▶ What the exercise asks: Reproduce each line from the records that holds "delta".

(Beginning of Source records)

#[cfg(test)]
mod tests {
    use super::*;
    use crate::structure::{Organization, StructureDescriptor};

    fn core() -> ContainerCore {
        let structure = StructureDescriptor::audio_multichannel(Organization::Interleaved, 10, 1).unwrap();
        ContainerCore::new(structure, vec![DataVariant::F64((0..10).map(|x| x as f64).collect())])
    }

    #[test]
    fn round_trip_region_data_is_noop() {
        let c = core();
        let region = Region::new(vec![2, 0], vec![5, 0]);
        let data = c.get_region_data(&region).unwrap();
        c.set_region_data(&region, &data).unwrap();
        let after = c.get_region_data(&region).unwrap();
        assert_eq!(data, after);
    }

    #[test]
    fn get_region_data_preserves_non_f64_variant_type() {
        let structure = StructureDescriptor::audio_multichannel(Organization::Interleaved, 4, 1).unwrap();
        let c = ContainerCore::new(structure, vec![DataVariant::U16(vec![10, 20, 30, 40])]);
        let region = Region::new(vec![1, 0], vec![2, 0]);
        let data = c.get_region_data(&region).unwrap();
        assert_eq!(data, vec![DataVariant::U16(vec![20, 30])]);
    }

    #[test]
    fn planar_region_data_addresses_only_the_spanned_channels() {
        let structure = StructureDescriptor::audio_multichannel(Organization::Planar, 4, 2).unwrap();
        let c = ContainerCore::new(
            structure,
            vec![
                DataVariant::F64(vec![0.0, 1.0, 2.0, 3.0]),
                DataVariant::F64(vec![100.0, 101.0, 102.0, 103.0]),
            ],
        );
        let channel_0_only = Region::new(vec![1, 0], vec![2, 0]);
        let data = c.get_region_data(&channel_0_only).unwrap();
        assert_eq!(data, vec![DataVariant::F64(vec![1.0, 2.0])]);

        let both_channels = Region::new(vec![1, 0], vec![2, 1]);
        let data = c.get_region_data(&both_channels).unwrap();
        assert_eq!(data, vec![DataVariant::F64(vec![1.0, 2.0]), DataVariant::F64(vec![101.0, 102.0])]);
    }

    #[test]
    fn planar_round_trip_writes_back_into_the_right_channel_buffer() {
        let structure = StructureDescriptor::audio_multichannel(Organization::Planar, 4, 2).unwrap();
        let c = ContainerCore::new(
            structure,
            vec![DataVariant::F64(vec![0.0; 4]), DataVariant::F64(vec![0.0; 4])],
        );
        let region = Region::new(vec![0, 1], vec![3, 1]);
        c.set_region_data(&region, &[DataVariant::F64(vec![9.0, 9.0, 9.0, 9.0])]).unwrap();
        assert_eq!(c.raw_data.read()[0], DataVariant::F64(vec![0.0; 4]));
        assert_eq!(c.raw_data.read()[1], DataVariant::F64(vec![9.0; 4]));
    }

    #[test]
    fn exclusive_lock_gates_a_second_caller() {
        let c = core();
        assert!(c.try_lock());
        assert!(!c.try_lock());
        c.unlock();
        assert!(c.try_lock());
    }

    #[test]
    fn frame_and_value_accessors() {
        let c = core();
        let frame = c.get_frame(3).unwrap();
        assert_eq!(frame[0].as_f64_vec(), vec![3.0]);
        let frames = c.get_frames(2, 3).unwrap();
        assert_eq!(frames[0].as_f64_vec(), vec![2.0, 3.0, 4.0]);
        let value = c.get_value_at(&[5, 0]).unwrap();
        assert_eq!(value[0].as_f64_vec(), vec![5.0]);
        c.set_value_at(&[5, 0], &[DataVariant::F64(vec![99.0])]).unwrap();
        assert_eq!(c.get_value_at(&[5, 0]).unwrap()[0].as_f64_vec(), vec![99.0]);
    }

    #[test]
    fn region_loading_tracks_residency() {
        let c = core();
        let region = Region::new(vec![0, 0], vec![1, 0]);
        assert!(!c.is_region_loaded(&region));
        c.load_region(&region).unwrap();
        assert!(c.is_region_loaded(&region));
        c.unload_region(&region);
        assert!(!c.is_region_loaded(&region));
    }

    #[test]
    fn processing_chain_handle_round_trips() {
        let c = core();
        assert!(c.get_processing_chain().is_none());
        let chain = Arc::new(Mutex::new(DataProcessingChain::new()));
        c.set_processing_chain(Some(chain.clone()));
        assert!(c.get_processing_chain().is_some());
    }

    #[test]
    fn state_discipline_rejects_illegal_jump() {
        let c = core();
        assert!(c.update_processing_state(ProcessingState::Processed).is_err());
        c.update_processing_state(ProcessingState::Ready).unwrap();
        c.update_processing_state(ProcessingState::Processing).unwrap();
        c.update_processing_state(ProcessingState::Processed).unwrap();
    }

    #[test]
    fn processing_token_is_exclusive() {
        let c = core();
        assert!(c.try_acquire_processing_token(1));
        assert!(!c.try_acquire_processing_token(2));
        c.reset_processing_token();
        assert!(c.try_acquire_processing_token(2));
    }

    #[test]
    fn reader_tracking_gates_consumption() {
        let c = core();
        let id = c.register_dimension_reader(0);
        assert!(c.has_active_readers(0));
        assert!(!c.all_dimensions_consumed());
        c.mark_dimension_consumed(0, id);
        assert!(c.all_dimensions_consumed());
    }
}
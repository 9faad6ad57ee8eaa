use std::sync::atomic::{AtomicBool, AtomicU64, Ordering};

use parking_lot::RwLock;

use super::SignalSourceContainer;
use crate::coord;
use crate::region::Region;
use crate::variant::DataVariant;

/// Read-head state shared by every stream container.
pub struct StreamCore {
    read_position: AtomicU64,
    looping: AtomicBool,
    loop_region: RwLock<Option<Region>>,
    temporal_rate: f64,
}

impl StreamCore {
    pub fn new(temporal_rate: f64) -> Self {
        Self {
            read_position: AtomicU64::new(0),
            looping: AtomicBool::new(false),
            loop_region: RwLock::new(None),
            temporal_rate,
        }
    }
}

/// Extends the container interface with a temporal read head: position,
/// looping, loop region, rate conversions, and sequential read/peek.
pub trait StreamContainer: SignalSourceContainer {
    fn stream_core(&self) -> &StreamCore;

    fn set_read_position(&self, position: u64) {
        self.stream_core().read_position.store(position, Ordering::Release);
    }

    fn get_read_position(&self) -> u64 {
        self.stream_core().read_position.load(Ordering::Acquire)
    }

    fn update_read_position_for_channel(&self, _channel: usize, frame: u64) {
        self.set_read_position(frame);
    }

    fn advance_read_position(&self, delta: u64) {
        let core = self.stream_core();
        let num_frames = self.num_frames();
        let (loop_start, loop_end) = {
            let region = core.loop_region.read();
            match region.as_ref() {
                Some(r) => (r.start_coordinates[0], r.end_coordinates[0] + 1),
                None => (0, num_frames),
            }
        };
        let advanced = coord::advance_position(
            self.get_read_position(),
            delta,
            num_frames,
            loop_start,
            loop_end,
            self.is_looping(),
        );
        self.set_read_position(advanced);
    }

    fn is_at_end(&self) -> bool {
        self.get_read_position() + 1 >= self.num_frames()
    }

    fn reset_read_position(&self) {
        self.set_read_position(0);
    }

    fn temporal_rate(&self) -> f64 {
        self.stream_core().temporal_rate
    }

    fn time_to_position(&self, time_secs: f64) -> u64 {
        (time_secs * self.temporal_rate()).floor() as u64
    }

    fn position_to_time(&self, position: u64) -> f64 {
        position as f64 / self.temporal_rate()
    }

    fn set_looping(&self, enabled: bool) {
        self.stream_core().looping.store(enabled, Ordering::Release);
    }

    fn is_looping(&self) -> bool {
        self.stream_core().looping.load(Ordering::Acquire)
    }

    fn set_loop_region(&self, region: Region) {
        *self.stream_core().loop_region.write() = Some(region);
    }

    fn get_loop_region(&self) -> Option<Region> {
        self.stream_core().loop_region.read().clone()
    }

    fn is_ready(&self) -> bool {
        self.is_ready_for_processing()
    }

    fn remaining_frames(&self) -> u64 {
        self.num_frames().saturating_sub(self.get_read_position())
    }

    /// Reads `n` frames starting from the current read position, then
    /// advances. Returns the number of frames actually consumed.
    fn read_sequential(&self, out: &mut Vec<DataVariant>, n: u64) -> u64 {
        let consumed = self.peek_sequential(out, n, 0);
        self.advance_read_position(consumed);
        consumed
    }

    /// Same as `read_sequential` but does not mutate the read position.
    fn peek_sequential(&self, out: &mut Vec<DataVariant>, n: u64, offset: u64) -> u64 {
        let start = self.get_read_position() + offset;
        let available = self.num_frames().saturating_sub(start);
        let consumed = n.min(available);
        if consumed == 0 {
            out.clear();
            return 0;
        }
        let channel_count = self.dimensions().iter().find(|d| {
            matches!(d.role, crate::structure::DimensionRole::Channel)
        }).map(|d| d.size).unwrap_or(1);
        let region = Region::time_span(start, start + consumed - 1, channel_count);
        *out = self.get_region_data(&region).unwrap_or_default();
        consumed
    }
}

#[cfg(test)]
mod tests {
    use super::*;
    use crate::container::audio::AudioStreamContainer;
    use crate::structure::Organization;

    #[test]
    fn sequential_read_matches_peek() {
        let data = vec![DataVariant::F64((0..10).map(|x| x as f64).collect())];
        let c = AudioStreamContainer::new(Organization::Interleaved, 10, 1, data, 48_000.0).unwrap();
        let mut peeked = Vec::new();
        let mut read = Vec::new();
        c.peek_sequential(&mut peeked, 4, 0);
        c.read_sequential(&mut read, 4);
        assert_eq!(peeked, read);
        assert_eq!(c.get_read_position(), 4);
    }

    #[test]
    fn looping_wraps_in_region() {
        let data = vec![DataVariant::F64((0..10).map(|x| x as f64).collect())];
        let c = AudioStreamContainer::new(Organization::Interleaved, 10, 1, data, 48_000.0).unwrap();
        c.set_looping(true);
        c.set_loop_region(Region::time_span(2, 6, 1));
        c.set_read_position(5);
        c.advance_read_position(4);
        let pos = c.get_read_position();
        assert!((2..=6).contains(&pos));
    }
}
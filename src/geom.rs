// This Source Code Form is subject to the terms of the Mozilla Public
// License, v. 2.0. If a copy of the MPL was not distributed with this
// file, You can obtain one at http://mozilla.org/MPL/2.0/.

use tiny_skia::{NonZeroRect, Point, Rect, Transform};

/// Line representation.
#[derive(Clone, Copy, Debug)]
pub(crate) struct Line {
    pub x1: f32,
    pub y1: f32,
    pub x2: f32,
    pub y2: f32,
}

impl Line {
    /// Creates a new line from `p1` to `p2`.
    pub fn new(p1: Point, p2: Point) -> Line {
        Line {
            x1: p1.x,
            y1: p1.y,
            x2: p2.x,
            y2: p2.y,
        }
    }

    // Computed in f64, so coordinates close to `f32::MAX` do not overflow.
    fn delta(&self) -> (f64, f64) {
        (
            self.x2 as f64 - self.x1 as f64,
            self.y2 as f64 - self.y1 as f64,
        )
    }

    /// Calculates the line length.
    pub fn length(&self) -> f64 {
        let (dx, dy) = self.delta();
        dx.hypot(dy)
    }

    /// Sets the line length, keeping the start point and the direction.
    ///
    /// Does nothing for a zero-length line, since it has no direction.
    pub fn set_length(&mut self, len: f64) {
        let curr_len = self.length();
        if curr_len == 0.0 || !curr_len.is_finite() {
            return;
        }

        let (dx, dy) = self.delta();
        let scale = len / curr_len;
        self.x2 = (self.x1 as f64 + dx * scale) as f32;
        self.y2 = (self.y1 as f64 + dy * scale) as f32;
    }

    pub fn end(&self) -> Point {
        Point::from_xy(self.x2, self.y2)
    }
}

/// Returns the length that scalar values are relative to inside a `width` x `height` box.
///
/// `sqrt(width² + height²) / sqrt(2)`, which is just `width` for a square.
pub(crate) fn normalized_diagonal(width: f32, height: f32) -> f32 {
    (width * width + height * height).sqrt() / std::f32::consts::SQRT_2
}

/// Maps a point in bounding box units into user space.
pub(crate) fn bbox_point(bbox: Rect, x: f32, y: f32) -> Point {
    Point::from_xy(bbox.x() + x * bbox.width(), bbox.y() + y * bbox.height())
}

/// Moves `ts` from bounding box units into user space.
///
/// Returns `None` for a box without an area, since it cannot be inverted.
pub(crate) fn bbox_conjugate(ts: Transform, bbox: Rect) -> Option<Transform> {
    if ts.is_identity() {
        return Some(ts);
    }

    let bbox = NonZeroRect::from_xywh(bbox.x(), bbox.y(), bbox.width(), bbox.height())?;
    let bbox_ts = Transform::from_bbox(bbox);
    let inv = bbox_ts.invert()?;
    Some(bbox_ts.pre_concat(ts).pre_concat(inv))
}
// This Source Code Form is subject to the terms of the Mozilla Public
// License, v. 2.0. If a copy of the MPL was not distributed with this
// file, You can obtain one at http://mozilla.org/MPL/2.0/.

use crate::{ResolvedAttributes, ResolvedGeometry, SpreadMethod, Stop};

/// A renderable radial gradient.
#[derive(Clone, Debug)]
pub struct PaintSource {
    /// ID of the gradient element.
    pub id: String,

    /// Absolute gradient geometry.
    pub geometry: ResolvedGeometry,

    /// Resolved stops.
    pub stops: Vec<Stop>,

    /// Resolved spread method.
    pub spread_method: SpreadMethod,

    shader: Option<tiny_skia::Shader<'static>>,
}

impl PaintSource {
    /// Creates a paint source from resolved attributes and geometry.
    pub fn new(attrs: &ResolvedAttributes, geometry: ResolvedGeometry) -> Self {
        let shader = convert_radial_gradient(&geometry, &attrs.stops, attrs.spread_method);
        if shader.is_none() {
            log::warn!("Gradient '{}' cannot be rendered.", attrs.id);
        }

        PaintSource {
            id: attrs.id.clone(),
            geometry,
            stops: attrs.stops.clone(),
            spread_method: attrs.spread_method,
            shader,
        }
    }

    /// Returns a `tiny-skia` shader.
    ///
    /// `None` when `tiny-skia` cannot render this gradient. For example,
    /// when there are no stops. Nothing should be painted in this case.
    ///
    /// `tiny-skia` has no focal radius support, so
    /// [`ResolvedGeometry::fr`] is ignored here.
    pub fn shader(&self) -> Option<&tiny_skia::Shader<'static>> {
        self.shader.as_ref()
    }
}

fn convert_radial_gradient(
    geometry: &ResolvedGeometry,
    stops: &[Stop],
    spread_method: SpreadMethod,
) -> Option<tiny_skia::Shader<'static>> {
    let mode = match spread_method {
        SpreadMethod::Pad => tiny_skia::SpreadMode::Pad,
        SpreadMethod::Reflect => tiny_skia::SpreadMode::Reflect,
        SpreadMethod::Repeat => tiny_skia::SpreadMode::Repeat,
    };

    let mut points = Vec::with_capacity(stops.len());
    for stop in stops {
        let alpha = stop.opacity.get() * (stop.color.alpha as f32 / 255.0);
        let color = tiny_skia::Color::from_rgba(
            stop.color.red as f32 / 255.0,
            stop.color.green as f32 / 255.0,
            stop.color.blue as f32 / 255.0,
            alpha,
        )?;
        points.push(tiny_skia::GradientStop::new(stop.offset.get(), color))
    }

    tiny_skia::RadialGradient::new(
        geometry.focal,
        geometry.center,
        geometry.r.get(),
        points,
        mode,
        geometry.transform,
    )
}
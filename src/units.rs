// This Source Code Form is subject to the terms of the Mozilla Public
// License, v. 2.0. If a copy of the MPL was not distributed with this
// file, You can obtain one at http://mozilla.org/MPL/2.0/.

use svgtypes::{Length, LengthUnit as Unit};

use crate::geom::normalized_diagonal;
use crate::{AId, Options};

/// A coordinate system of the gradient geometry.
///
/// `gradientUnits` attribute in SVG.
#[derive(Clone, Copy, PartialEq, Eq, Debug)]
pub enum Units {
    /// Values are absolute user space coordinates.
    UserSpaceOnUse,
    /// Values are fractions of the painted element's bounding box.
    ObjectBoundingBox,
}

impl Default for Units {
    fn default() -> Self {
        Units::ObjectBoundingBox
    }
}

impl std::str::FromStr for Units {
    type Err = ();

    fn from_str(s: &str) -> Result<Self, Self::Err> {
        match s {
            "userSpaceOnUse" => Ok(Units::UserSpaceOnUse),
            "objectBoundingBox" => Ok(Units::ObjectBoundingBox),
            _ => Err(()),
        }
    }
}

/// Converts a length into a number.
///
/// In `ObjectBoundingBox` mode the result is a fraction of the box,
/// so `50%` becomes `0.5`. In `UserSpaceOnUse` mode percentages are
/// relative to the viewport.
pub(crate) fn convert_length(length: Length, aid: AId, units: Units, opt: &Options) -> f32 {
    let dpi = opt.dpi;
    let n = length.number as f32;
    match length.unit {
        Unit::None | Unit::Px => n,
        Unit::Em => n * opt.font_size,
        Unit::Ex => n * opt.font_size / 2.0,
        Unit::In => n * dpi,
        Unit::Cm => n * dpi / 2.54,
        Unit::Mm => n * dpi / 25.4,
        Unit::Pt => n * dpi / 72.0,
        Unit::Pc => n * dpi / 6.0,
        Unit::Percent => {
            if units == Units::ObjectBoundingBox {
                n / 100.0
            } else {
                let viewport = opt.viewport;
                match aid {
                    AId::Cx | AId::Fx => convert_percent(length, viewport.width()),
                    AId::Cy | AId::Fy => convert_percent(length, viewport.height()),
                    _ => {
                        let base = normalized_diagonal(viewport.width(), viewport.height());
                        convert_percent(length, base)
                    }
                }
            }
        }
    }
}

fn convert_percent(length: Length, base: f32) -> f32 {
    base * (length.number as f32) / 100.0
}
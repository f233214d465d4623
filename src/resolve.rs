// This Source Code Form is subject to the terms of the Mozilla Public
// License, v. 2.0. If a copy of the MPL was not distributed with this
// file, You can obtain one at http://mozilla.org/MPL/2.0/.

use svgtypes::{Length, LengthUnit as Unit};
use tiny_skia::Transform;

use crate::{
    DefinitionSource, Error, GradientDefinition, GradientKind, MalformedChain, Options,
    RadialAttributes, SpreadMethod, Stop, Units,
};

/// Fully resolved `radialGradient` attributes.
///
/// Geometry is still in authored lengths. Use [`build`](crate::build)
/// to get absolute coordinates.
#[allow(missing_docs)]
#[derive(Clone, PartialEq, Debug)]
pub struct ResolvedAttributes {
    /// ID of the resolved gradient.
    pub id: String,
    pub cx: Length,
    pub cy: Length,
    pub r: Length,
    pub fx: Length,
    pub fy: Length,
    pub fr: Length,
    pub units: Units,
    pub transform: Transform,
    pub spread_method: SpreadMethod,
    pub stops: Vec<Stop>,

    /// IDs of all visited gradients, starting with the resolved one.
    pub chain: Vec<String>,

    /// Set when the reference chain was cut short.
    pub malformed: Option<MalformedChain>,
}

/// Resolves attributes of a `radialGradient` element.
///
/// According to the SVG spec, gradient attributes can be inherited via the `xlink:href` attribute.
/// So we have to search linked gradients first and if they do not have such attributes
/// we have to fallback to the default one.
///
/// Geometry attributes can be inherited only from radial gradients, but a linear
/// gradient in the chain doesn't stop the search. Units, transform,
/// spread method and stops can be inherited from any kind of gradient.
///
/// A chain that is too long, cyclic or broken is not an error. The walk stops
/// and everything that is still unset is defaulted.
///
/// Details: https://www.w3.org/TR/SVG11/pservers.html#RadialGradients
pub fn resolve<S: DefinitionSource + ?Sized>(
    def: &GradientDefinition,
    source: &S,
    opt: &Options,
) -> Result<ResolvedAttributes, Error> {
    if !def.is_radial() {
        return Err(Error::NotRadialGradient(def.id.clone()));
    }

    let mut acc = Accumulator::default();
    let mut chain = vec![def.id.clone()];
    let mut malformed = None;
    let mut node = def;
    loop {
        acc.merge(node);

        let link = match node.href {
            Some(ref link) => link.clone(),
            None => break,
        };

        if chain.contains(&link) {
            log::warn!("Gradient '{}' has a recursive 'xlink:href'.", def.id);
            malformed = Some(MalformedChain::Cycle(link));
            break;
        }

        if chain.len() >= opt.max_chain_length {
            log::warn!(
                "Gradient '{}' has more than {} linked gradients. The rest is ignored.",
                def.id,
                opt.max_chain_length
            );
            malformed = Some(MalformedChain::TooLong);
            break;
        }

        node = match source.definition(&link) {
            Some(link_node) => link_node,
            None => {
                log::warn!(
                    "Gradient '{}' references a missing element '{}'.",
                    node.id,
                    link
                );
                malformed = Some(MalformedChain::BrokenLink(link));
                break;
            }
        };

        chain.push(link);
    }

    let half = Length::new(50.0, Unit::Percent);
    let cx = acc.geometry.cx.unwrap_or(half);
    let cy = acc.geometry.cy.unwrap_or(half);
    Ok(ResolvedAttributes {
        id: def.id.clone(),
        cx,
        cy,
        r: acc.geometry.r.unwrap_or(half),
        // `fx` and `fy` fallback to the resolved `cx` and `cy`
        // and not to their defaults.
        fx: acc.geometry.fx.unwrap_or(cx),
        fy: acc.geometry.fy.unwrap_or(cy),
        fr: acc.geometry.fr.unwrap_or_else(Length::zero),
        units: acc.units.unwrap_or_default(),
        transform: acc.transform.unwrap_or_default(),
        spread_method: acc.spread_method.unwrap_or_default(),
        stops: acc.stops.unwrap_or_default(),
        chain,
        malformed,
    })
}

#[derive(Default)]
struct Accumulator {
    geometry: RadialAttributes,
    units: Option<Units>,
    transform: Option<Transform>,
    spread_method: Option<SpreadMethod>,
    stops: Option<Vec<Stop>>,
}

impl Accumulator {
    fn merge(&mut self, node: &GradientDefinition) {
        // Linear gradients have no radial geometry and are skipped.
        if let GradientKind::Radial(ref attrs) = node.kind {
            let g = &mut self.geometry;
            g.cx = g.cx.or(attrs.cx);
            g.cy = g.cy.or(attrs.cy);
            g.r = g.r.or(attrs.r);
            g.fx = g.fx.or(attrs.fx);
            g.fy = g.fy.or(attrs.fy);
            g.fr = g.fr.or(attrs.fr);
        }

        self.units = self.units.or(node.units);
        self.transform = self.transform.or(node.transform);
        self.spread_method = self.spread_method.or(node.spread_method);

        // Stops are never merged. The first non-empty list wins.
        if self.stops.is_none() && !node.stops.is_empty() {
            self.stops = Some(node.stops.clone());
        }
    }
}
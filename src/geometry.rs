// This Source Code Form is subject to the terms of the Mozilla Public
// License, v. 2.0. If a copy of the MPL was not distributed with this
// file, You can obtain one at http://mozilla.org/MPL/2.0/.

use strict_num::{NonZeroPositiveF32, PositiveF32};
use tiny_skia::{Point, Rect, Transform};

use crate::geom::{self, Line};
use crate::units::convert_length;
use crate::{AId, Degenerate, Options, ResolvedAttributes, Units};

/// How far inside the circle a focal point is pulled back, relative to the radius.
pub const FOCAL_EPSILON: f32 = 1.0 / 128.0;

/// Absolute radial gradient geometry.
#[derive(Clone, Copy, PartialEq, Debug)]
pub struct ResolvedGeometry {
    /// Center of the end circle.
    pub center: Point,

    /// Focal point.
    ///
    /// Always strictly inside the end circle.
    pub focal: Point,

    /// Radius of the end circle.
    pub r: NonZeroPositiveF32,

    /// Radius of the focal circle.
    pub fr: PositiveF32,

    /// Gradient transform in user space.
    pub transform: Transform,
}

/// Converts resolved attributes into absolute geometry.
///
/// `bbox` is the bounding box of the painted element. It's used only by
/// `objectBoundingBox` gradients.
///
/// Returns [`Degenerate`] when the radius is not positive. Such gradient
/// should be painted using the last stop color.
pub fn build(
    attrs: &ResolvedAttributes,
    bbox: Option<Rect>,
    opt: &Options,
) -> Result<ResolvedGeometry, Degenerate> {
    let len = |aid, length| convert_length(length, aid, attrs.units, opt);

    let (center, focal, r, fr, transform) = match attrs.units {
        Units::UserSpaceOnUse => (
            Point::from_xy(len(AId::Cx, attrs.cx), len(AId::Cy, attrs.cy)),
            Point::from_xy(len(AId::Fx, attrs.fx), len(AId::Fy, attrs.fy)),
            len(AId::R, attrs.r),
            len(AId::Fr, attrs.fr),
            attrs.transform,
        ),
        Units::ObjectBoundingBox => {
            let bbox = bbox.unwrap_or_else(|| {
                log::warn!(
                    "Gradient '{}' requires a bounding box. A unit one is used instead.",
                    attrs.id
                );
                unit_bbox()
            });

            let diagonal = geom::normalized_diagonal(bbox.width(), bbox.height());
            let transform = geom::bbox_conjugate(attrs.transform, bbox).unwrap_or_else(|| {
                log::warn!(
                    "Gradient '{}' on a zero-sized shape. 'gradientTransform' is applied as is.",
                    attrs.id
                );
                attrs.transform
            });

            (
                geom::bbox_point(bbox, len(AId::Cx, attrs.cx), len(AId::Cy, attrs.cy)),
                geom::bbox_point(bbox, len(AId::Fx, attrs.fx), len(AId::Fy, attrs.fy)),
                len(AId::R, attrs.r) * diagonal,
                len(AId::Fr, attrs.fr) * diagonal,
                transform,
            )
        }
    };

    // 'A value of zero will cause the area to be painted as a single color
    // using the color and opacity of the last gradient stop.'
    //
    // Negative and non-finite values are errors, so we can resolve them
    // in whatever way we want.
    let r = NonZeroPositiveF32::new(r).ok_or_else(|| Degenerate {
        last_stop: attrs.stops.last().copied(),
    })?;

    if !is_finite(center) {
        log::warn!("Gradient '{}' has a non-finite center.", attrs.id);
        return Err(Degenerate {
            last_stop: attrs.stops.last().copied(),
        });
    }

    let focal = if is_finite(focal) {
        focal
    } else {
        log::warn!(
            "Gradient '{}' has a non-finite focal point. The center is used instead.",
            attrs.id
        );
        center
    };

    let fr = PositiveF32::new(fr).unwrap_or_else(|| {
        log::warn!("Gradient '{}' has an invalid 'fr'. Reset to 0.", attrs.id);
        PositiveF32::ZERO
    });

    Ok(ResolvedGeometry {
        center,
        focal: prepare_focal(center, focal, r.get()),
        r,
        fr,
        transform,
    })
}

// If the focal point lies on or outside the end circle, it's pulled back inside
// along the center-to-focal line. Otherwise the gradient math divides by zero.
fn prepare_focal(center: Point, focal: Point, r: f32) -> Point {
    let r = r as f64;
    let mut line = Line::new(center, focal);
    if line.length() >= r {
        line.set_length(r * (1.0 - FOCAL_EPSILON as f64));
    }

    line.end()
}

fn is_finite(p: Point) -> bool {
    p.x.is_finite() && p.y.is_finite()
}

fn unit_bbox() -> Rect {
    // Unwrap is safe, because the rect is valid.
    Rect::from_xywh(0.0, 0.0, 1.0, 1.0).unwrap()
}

(End of Source records)

▶ Result for this exercise:
    fn advance_read_position(&self, delta: u64) {
            delta,
    fn delta(&self) -> (f64, f64) {
        let (dx, dy) = self.delta();
        let (dx, dy) = self.delta();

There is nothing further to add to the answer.